## Goal of the exercise
Locate the word "LaplaceRegressor" in the data below, then copy every line that holds it.

## Exercise data
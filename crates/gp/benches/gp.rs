use criterion::{criterion_group, criterion_main, BenchmarkId, Criterion};
use gpsurf_gp::LaplaceRegressor;
use ndarray::{s, Array1, Array2, Axis};
use ndarray_rand::rand::SeedableRng;
use ndarray_rand::rand_distr::Uniform;
use ndarray_rand::RandomExt;
use rand_xoshiro::Xoshiro256Plus;

fn training_data(n: usize) -> (Array2<f64>, Array1<f64>) {
    let mut rng = Xoshiro256Plus::seed_from_u64(42);
    let xt = Array2::random_using((n, 3), Uniform::new(-1., 1.), &mut rng);
    let yt = xt.map_axis(Axis(1), |p| p.dot(&p) - 1.);
    (xt, yt)
}

fn criterion_gp(c: &mut Criterion) {
    let nts = [100, 300, 600];
    let n_new = 10;

    let mut group = c.benchmark_group("gp");
    group.sample_size(20);
    for nt in nts {
        let (xt, yt) = training_data(nt + n_new);
        let mut base = LaplaceRegressor::params()
            .noise(1e-3)
            .initial_capacity(nt + n_new)
            .build()
            .expect("GP engine");
        base.add_observations(&xt.slice(s![..nt, ..]), &yt.slice(s![..nt]))
            .expect("training points");

        group.bench_with_input(BenchmarkId::new("incremental", nt), &nt, |b, _| {
            b.iter(|| {
                let mut gp = base.clone();
                gp.add_observations(&xt.slice(s![nt.., ..]), &yt.slice(s![nt..]))
                    .expect("new points");
                std::hint::black_box(gp)
            })
        });
        group.bench_with_input(BenchmarkId::new("full", nt), &nt, |b, _| {
            b.iter(|| {
                let mut gp = base.clone();
                gp.clear();
                gp.add_observations(&xt, &yt).expect("all points");
                std::hint::black_box(gp)
            })
        });
    }
    group.finish();
}

criterion_group!(benches, criterion_gp);
criterion_main!(benches);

## Problem solution
use gpsurf_gp::LaplaceRegressor;
        let mut base = LaplaceRegressor::params()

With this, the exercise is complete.